* Aim of the task *
Copy each line below in which the string "warn" occurs.

★ ★ ★ ★

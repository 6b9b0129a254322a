//! Administrative operations
//!
//! Manual triggers, a one-shot retry of every retryable failed URL, and
//! reconciliation of jobs left RUNNING by a crashed process.

use super::orchestrator::{JobSummary, Orchestrator};
use crate::crawler::ListingItem;
use crate::state::{JobStatus, JobType, UrlType};
use crate::storage::{with_storage, JobCounts, SharedStorage};
use crate::Result;
use chrono::{Duration, Utc};
use tracing::{debug, info, warn};

/// Outcome of [`Orchestrator::retry_failed_urls`]
#[derive(Debug, Clone, Copy, Default, PartialEq, Eq)]
pub struct RetryReport {
    pub retried: u64,
    pub recovered: u64,
    pub still_failed: u64,
}

/// A stale job closed by [`reconcile_stale_jobs`]
#[derive(Debug, Clone, PartialEq, Eq)]
pub struct ReconciledJob {
    pub job_id: i64,
    pub job_type: JobType,
    pub status: JobStatus,
    pub counts: JobCounts,
}

impl Orchestrator {
    /// Runs a job now, outside any schedule
    pub async fn trigger(&self, job_type: JobType) -> Result<JobSummary> {
        info!(job_type = %job_type, "Triggering immediate job");
        self.run(job_type).await
    }

    /// Re-attempts every failed URL still under the retry cap
    ///
    /// Entity URLs are re-scraped and upserted; content URLs are re-fetched
    /// and re-saved. Other URL types are left alone.
    pub async fn retry_failed_urls(&self) -> Result<RetryReport> {
        let failed = self.store(|s| s.get_failed(self.settings.max_retries))?;
        let mut report = RetryReport::default();

        for tracked in failed {
            let recovered = match tracked.url_type {
                UrlType::Entity => {
                    let item = ListingItem {
                        url: tracked.url.clone(),
                        ..Default::default()
                    };
                    match self.scrape_entity(None, &item).await {
                        Ok(_) => true,
                        Err(error) => {
                            if let Err(e) = self.store(|s| s.mark_failed(&tracked.url, &error)) {
                                warn!(url = %tracked.url, error = %e, "Could not record entity failure");
                            }
                            false
                        }
                    }
                }
                url_type if url_type.is_content() => self.save_content(None, &tracked.url).await,
                url_type => {
                    debug!(url = %tracked.url, url_type = %url_type, "Skipping non-scrapable URL");
                    continue;
                }
            };

            report.retried += 1;
            if recovered {
                report.recovered += 1;
            } else {
                report.still_failed += 1;
            }
        }

        info!(
            retried = report.retried,
            recovered = report.recovered,
            still_failed = report.still_failed,
            "Failed URL retry complete"
        );
        Ok(report)
    }

    /// Closes jobs RUNNING longer than `threshold`
    pub fn reconcile_stale_jobs(&self, threshold: Duration) -> Result<Vec<ReconciledJob>> {
        reconcile_stale_jobs(&self.storage, threshold)
    }
}

/// Closes jobs RUNNING longer than `threshold`
///
/// A job with tracked URLs becomes COMPLETED with the counts recomputed from
/// its tracked URLs; a job with none becomes FAILED. Either way the
/// completion timestamp is the reconciliation time.
pub fn reconcile_stale_jobs(storage: &SharedStorage, threshold: Duration) -> Result<Vec<ReconciledJob>> {
    let cutoff = Utc::now() - threshold;
    let running = with_storage(storage, |s| s.get_running())?;
    let mut reconciled = Vec::new();

    for job in running.into_iter().filter(|job| job.started_at <= cutoff) {
        let counts = with_storage(storage, |s| s.count_for_job(job.id))?;

        let (status, message) = if counts.discovered > 0 {
            (JobStatus::Completed, None)
        } else {
            (
                JobStatus::Failed,
                Some("Stale job reconciled with no tracked progress"),
            )
        };

        with_storage(storage, |s| {
            s.close_stale_job(job.id, status, Utc::now(), counts, message)
        })?;

        warn!(
            job_id = job.id,
            job_type = %job.job_type,
            status = %status,
            scraped = counts.scraped,
            failed = counts.failed,
            "Reconciled stale job"
        );

        reconciled.push(ReconciledJob {
            job_id: job.id,
            job_type: job.job_type,
            status,
            counts,
        });
    }

    Ok(reconciled)
}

★ ★ ★ ★

* Output of the task *
use tracing::{debug, info, warn};
                                warn!(url = %tracked.url, error = %e, "Could not record entity failure");
        warn!(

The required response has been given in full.